Show each line of the data below in which "output" occurs.

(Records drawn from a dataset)
##########

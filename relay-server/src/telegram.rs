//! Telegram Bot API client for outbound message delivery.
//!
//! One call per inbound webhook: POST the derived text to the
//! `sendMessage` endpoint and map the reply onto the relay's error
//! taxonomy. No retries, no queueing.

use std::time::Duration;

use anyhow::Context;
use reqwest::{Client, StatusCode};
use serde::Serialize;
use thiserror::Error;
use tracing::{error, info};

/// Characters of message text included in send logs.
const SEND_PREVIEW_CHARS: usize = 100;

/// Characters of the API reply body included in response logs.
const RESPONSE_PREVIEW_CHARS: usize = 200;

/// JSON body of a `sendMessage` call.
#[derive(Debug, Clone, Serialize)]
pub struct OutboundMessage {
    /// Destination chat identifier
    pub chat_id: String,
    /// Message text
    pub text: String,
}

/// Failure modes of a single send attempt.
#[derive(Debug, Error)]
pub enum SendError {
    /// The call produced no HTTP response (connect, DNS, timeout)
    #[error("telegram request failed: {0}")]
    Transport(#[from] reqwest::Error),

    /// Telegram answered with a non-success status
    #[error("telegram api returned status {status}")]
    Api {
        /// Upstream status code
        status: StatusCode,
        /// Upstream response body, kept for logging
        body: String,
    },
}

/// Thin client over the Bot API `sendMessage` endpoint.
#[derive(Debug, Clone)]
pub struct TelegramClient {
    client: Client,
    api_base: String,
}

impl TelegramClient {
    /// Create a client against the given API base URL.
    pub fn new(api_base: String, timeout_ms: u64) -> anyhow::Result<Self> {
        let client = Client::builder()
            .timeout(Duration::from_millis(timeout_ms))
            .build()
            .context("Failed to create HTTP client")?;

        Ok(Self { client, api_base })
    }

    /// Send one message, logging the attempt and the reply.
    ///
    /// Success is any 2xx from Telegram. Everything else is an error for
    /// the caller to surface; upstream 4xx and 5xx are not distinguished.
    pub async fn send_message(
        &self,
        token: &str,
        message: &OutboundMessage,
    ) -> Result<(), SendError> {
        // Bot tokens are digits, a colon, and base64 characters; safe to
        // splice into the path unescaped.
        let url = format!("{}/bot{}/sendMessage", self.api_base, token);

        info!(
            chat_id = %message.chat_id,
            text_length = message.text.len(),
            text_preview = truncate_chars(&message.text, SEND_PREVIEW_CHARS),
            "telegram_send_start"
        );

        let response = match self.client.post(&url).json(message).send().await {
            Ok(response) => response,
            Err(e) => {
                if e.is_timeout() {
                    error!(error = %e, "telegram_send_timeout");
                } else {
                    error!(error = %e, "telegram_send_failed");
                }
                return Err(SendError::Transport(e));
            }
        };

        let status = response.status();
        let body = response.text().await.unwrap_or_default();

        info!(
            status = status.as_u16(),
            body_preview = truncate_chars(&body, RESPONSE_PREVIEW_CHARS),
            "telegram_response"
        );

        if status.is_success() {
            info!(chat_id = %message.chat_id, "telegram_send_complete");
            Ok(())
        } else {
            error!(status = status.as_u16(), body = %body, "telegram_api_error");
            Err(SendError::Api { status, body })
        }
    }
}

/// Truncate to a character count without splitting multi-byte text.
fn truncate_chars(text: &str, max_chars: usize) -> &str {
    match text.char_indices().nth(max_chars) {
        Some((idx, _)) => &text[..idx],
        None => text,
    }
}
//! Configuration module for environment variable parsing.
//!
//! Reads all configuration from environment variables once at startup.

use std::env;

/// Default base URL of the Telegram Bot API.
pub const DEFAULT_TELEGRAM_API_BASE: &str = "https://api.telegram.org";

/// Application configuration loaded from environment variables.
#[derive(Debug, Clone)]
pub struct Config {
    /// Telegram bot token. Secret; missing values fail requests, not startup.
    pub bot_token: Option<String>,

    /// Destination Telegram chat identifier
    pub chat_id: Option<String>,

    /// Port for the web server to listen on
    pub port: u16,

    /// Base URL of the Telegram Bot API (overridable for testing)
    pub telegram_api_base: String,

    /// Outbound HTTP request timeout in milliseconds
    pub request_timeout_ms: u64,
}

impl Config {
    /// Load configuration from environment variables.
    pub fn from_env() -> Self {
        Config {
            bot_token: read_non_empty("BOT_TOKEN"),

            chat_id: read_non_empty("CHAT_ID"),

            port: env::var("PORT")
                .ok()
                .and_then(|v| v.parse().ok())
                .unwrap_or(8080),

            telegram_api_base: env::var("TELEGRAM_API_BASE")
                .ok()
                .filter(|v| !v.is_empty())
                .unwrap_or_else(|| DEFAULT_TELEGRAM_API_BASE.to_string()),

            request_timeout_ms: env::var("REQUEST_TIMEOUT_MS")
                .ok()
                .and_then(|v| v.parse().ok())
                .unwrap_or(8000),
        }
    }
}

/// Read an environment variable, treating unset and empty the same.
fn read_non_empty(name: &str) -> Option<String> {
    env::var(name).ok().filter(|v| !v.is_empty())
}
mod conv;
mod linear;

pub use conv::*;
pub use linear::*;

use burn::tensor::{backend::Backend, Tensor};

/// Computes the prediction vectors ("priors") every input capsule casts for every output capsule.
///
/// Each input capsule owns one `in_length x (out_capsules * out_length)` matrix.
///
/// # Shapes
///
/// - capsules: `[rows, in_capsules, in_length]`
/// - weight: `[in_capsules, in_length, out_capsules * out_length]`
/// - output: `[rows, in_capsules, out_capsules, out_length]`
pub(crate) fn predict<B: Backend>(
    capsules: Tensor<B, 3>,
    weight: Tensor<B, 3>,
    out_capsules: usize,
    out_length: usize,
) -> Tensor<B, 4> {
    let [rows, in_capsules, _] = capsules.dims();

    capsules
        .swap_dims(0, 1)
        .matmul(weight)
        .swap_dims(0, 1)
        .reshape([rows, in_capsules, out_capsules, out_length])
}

##########

* [Your response]
/// Computes the prediction vectors ("priors") every input capsule casts for every output capsule.
/// - output: `[rows, in_capsules, out_capsules, out_length]`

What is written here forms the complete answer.